By Evelyn De Wolfe and George Lewis
Ashlin Press. Available on Amazon.com
Reviewed By C. MacDonald
Everyone who watches TV will be fascinated by the remarkable story of Klaus Landsberg, a pioneer engineer and genius in creating "must-watch" television.
The German native built a crystal radio receiver at 6 and went on to be an engineer at the first Olympic broadcast in 1936 Berlin. Three years later he worked on the first Public TV demo at the New York World's Fair and later came to Paramount Pictures in Hollywood to develop technology and programming that would be used at KTLA, the first commercially-licensed TV station in the Western United States.
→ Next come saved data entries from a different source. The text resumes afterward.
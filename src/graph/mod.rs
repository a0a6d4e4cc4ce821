//! The revision graph layout engine.
//!
//! [`RevisionGraph`] ingests commits one at a time, in any order, and lays them out as rows of
//! lanes for a `git log --graph` style view. The work is split into layers:
//!
//! - [`store`]: revisions, segments and scores ([`NodeStore`])
//! - [`ordering`]: score-sorted snapshots of the revisions ([`OrderedNodes`])
//! - [`builder`]: the row cache, built incrementally from the ordering
//! - [`crossing`]: lane order of the segments leaving a revision
//! - [`straighten`]: removal of zig-zags from built rows
//!
//! Only the first three define the topology. Crossing reduction and straightening are
//! best-effort visual passes which reorder and move lanes but never add or drop a segment.
//!
//! # Threading
//!
//! One producer calls [`RevisionGraph::add`] while any number of consumers query rows. Both
//! sides only need `&RevisionGraph`; share it through an [`std::sync::Arc`]. Caches are rebuilt
//! by the querying thread, up to what it asked for, and published as immutable snapshots.
//!
//! # Examples
//!
//! ```rust
//! use revgraph::{ObjectId, RevisionGraph};
//!
//! let c1 = ObjectId::new([1; 20]);
//! let c2 = ObjectId::new([2; 20]);
//!
//! let graph = RevisionGraph::new();
//! graph.add(c2, &[c1]);
//! graph.add(c1, &[]);
//! graph.loading_completed();
//!
//! graph.ensure_rows_built(1);
//! let row = graph.row(0).unwrap();
//! assert_eq!(graph.revision(row.revision()).id(), c2);
//! assert_eq!(graph.cached_count(), 2);
//! ```

pub mod builder;
pub mod crossing;
pub mod laneinfo;
pub mod objectid;
pub mod ordering;
pub mod revision;
pub mod row;
pub mod segment;
pub mod store;
pub mod straighten;
pub mod validate;

pub use builder::Rows;
pub use laneinfo::LaneInfo;
pub use objectid::{ObjectId, OBJECT_ID_LEN};
pub use ordering::OrderedNodes;
pub use revision::{Revision, RevisionFlags, RevisionIdx};
pub use row::{Lane, LaneSharing, Row, RowSegment};
pub use segment::{Segment, SegmentIdx};
pub use store::{Insertion, NodeStore};

use std::sync::{
    atomic::{AtomicBool, Ordering},
    Arc,
};

use strum::{Display, EnumIter};

use crate::{
    config::GraphConfig,
    graph::{builder::RowCache, ordering::OrderingCache},
    Result,
};

/// Rows rebuilt right away when an artificial row is placed in front of existing rows.
const ARTIFICIAL_ROWS_REFRESH: usize = 99;

/// Loading state of a [`RevisionGraph`].
#[derive(Debug, Clone, Copy, PartialEq, Eq, Hash, Display, EnumIter)]
pub enum GraphState {
    /// No revision was added yet
    Empty,
    /// Revisions are streaming in, rows near the end are withheld
    Loading,
    /// All revisions arrived, every built row is final
    LoadingCompleted,
}

/// Callback invoked whenever a new set of rows was published.
pub type UpdateListener = Box<dyn Fn() + Send + Sync>;

/// The layout engine facade.
///
/// Coordinates the node store, the ordering and the row cache. See the [module
/// documentation](self) for an overview.
pub struct RevisionGraph {
    store: NodeStore,
    ordering: OrderingCache,
    rows: RowCache,
    config: GraphConfig,
    loading_completed: AtomicBool,
    head_id: Option<ObjectId>,
    listener: Option<UpdateListener>,
}

impl Default for RevisionGraph {
    fn default() -> Self {
        Self::new()
    }
}

impl std::fmt::Debug for RevisionGraph {
    fn fmt(&self, f: &mut std::fmt::Formatter<'_>) -> std::fmt::Result {
        f.debug_struct("RevisionGraph")
            .field("count", &self.count())
            .field("state", &self.state())
            .field("config", &self.config)
            .field("head_id", &self.head_id)
            .finish_non_exhaustive()
    }
}

impl RevisionGraph {
    /// Creates an empty graph with the default configuration.
    #[must_use]
    pub fn new() -> Self {
        Self::build(GraphConfig::default())
    }

    /// Creates an empty graph with a custom configuration.
    ///
    /// # Arguments
    /// * `config` - Switches and window sizes of the layout heuristics
    ///
    /// # Errors
    /// Returns [`crate::Error::InvalidConfig`] if `config` fails [`GraphConfig::validate`].
    ///
    /// # Examples
    ///
    /// ```rust
    /// use revgraph::{GraphConfig, RevisionGraph};
    ///
    /// let graph = RevisionGraph::with_config(GraphConfig::minimal())?;
    /// assert_eq!(graph.count(), 0);
    /// # Ok::<(), revgraph::Error>(())
    /// ```
    pub fn with_config(config: GraphConfig) -> Result<Self> {
        config.validate()?;
        Ok(Self::build(config))
    }

    fn build(config: GraphConfig) -> Self {
        RevisionGraph {
            store: NodeStore::new(),
            ordering: OrderingCache::new(),
            rows: RowCache::new(),
            config,
            loading_completed: AtomicBool::new(false),
            head_id: None,
            listener: None,
        }
    }

    /// The layout configuration.
    #[must_use]
    pub fn config(&self) -> &GraphConfig {
        &self.config
    }

    /// Drops all revisions and cached rows.
    pub fn clear(&mut self) {
        self.store = NodeStore::new();
        self.ordering.clear();
        self.rows.clear();
        self.loading_completed.store(false, Ordering::Release);
    }

    /// Sets the id of the checked out commit.
    ///
    /// Applies to revisions whose data arrives afterwards.
    pub fn set_head_id(&mut self, head_id: Option<ObjectId>) {
        self.head_id = head_id;
    }

    /// The id of the checked out commit.
    #[must_use]
    pub fn head_id(&self) -> Option<ObjectId> {
        self.head_id
    }

    /// Registers a callback invoked after new rows were published.
    ///
    /// The callback runs on the thread which built the rows.
    pub fn set_update_listener<F>(&mut self, listener: F)
    where
        F: Fn() + Send + Sync + 'static,
    {
        self.listener = Some(Box::new(listener));
    }

    /// Signals that no more commits will arrive.
    ///
    /// Rows up to the last one can now be built and straightened completely.
    pub fn loading_completed(&self) {
        self.loading_completed.store(true, Ordering::Release);
    }

    /// Whether [`RevisionGraph::loading_completed`] was called.
    #[must_use]
    pub fn is_loading_completed(&self) -> bool {
        self.loading_completed.load(Ordering::Acquire)
    }

    /// The loading state.
    #[must_use]
    pub fn state(&self) -> GraphState {
        if self.is_loading_completed() {
            GraphState::LoadingCompleted
        } else if self.store.count() == 0 {
            GraphState::Empty
        } else {
            GraphState::Loading
        }
    }

    /// Number of revisions whose data arrived.
    ///
    /// Parents referenced but not loaded yet are not counted.
    #[must_use]
    pub fn count(&self) -> usize {
        self.store.count()
    }

    /// Adds one commit and links it to its parents.
    ///
    /// Commits may arrive in any order. A commit seen as a parent before is moved behind all
    /// commits added so far; parents not seen yet are created as placeholders. Duplicate parent
    /// ids and a commit listing itself as its parent are ignored.
    ///
    /// # Arguments
    /// * `id` - The commit id
    /// * `parents` - The parent ids, first parent first
    pub fn add(&self, id: ObjectId, parents: &[ObjectId]) {
        self.add_revision(id, parents, None);
    }

    /// Adds an artificial commit in front of an existing row.
    ///
    /// All revisions scored below `insertion.score` move down by `insertion.range` and the new
    /// revision takes the freed score right in front of the revision with that score. Its new
    /// parents are placed in the gap as well. Used for the working tree and index rows shown
    /// in front of the checked out commit.
    ///
    /// If `id` is already present, its reserved score is kept, no parent edges are created
    /// and the first rows are rebuilt right away.
    ///
    /// # Arguments
    /// * `id` - The commit id, usually [`ObjectId::WORK_TREE`] or [`ObjectId::INDEX`]
    /// * `parents` - The parent ids
    /// * `insertion` - Where to insert and how many scores to reserve
    ///
    /// # Examples
    ///
    /// ```rust
    /// use revgraph::{Insertion, ObjectId, RevisionGraph};
    ///
    /// let head = ObjectId::new([7; 20]);
    /// let graph = RevisionGraph::new();
    /// graph.add(head, &[]);
    ///
    /// let score = graph.revision(graph.revision_index(&head).unwrap()).score();
    /// let insertion = Insertion { score, range: 2 };
    /// graph.add_inserted(ObjectId::WORK_TREE, &[ObjectId::INDEX], insertion);
    /// graph.add_inserted(ObjectId::INDEX, &[head], insertion);
    ///
    /// assert_eq!(graph.try_get_row_index(&ObjectId::WORK_TREE), Some(0));
    /// assert_eq!(graph.try_get_row_index(&ObjectId::INDEX), Some(1));
    /// assert_eq!(graph.try_get_row_index(&head), Some(2));
    /// ```
    pub fn add_inserted(&self, id: ObjectId, parents: &[ObjectId], insertion: Insertion) {
        self.add_revision(id, parents, Some(insertion));
    }

    fn add_revision(&self, id: ObjectId, parents: &[ObjectId], insertion: Option<Insertion>) {
        let added = self
            .store
            .add(id, parents, insertion, self.config.only_first_parent);

        if self.head_id == Some(id) {
            self.store
                .revision(added.index)
                .set_flag(RevisionFlags::CHECKED_OUT);
        }

        if !added.parents_linked {
            // Rows in front of the insertion point may be built already
            self.store.tracking.reorder.store(true, Ordering::Release);
            self.cache_to(0, ARTIFICIAL_ROWS_REFRESH);
        }
    }

    /// Whether `id` is known, loaded or referenced as a parent.
    #[must_use]
    pub fn contains(&self, id: &ObjectId) -> bool {
        self.store.index_of(id).is_some()
    }

    /// The index of the revision of `id`, loaded or referenced as a parent.
    #[must_use]
    pub fn revision_index(&self, id: &ObjectId) -> Option<RevisionIdx> {
        self.store.index_of(id)
    }

    /// The revision at `index`.
    ///
    /// # Panics
    /// Panics if `index` was not handed out by this graph since it was last cleared.
    #[must_use]
    pub fn revision(&self, index: RevisionIdx) -> &Revision {
        self.store.revision(index)
    }

    /// The segment at `index`.
    ///
    /// # Panics
    /// Panics if `index` was not handed out by this graph since it was last cleared.
    #[must_use]
    pub fn segment(&self, index: SegmentIdx) -> Segment {
        self.store.segment(index)
    }

    /// The underlying node store.
    #[must_use]
    pub fn store(&self) -> &NodeStore {
        &self.store
    }

    /// Returns revisions sorted by score, valid at least through row `up_to`.
    ///
    /// Re-sorts if a score changed since the last call or fewer rows were sorted than asked
    /// for; otherwise returns the same snapshot again.
    #[must_use]
    pub fn ordered_nodes(&self, up_to: usize) -> Arc<OrderedNodes> {
        self.ordering.get(&self.store, up_to)
    }

    /// The revision shown at `row`, available before the row is laid out.
    #[must_use]
    pub fn node_for_row(&self, row: usize) -> Option<&Revision> {
        self.ordered_nodes(row)
            .get(row)
            .map(|index| self.store.revision(index))
    }

    /// The row at which `id` is shown.
    #[must_use]
    pub fn try_get_row_index(&self, id: &ObjectId) -> Option<usize> {
        let index = self.store.index_of(id)?;
        self.ordered_nodes(self.count()).position(index)
    }

    /// Builds rows so that rows `current..=last` can be shown.
    ///
    /// Rows are built a straightening look-ahead further than asked for. While loading, rows
    /// close to the end of the ordering are not built yet if crossing reduction still needs
    /// revisions after them.
    ///
    /// # Arguments
    /// * `current` - The first row to be shown
    /// * `last` - The last row to be shown
    pub fn cache_to(&self, current: usize, last: usize) {
        let look_ahead = self.config.straighten_look_ahead();
        let mut last = last.max(current).saturating_add(look_ahead);

        let completed = self.is_loading_completed();
        if completed {
            last = last.min(self.count().saturating_sub(1));
        }

        let ordered = self.ordering.get(&self.store, last);
        if self
            .rows
            .build(&self.store, &ordered, &self.config, last, completed)
        {
            if let Some(listener) = &self.listener {
                listener();
            }
        }
    }

    /// Builds rows through `through`.
    pub fn ensure_rows_built(&self, through: usize) {
        self.cache_to(through, through);
    }

    /// The laid out row at `index`, if it is built.
    #[must_use]
    pub fn row(&self, index: usize) -> Option<Arc<Row>> {
        self.rows.current()?.get(index).cloned()
    }

    /// All built rows.
    #[must_use]
    pub fn rows(&self) -> Option<Arc<Rows>> {
        self.rows.current()
    }

    /// Number of rows which are built and will not change anymore.
    ///
    /// While loading, or before every row is built, the rows straightening may still touch are
    /// not counted.
    #[must_use]
    pub fn cached_count(&self) -> usize {
        self.rows.cached_count(
            self.count(),
            self.is_loading_completed(),
            self.config.straighten_look_ahead(),
        )
    }

    /// Highlights `id` and all its ancestors as relatives.
    ///
    /// The previous highlighting is cleared first. Parents linked to a relative later become
    /// relatives too.
    pub fn highlight_branch(&self, id: &ObjectId) {
        self.store.clear_relatives();
        if let Some(index) = self.store.index_of(id) {
            self.store.make_relative(index);
        }
    }

    /// Whether the revision shown at `row` is highlighted.
    #[must_use]
    pub fn is_row_relative(&self, row: usize) -> bool {
        self.node_for_row(row).is_some_and(Revision::is_relative)
    }

    /// Whether the revision of `id` is highlighted.
    #[must_use]
    pub fn is_revision_relative(&self, id: &ObjectId) -> bool {
        self.store
            .index_of(id)
            .is_some_and(|index| self.store.revision(index).is_relative())
    }

    /// Verifies the topological order of all scores.
    ///
    /// # Errors
    /// Returns [`crate::Error::TopologyViolation`] for an edge whose parent is not scored
    /// above its child.
    pub fn validate_topo_order(&self) -> Result<()> {
        self.store.validate_topo_order()
    }

    /// Verifies row continuity and lane uniqueness of the built rows.
    ///
    /// Once loading has completed and every row is built, the last row is checked for lines
    /// running on to loaded revisions as well.
    ///
    /// # Errors
    /// Returns [`crate::Error::LayoutViolation`] for the first broken row.
    pub fn validate_rows(&self) -> Result<()> {
        match self.rows.current() {
            Some(rows) => {
                let all_rows = self.is_loading_completed() && rows.len() == self.count();
                validate::validate_rows(&self.store, &rows, all_rows)
            }
            None => Ok(()),
        }
    }
}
Evelyn De Wolfe, his first wife, and TV Reporter George Lewis explain the significance of his work in their honest book, "Line of Sight, Klaus Landsberg—His Life and Vision." Evelyn described Klaus as part Edison, part P.T. Barnum. "His passion, brilliance and dedication mesmerized me," she wrote.
He literally helped usher in the Television Age, became the King of locally-produced live shows and figured out how to technically provide live TV coverage of breaking news stories (explosions, riots, nuclear bomb tests, and the 1949 attempt to rescue 3-year-old Kathy Fiscus, who fell into an abandoned water well shaft in San Marino. He and his crew overcame power, electrical and other transmission challenges to ensure that a growing audience would sit spellbound watching this event for more than 27 hours.)
Klaus further created "must-watch TV" by broadcasting the Rose Parade, professional wrestling, pro sports (Angels, Lakers and Dodgers) and the Emmy Awards. He made Lawrence Welk a TV star, broadcasting the band every Friday night from the Aragon Ballroom at the Santa Monica Pier. Welk went on to nationwide prominence over network TV and his shows can still be enjoyed on Public Television.
You'll learn fun things in this book, not only about legendary reporters like Stan Chambers, but the first broadcast of the Emmy Awards, where a 20-year-old, Shirley Dinsdale and her puppet Judy Splinters, won the first Emmy!
He helped develop some terrific shows, including "Time for Beauty," a Children's Show so popular even Albert Einstein enjoyed watching it. He also built loyal audiences by running popular old films, including Hopalong Cassidy.
The book, whose title, Line of Sight showed that TV signals were limited to the visible horizon, goes into a lot of technical challenges that Klaus helped solve with his relentless ingenuity, which enhanced TV production and viewing.
But this isn't just a story about early TV, it's the story of a driven genius often totally obsessed by his work and how it affected the relationships he had with those around him, including his talented, Brazilian-born wife, Evelyn, who would later become a journalist with the Los Angeles Times.
The development of their loving relationship is interesting as Klaus wrote letters on how he wanted her to work with him. Often, that work turned out to be listening to his passionate ideas about television.
In 1945, they married in Hollywood and her parents held a brunch at the Beverly Hills Hotel. As they prepared to leave, Klaus heard there was a transmitter problem and had to go to the station, where he ended up working until 1am, before departing for a honeymoon at Riverside's Mission Inn.
Evelyn had no idea TV would become such a demanding mistress. Even after they had a child, Cleve, he spent more and more time at his job. She started feeling like "a wife without a husband." He was a workaholic, striving for perfection, sometimes at the cost of a family relationship. The marriage would end, although they remained friends through his death from cancer at 40.
Not only was Klaus KTLA's founder, general manager and Paramount TV's vice president, he created or produced thousands of shows. One of the most fascinating stories is how he was able to broadcast live, a nuclear bomb test in Nevada, which was seen by 30 million viewers in 1952.
He and his crew were able to lay out a 275-mile microwave relay across the desert, including landing 6 tons of equipment via helicopter to get a clear signal from the test site to Los Angeles. But minutes before the blast, the power failed at the test site, knocking out the TV cameras.
Fortunately, Klaus had another camera on Mount Charleston, 40 miles away, which was able to show the moment of the blast, before the other cameras came back up.
"His raw courage, physical endurance and technical brilliance inspired a great crew of engineers and reporters," wrote Charter Heslep of the Atomic Energy Commission. And reading this book will inspire your own creativity and show we're only limited by our imagination. Anything's possible. Klaus proved it!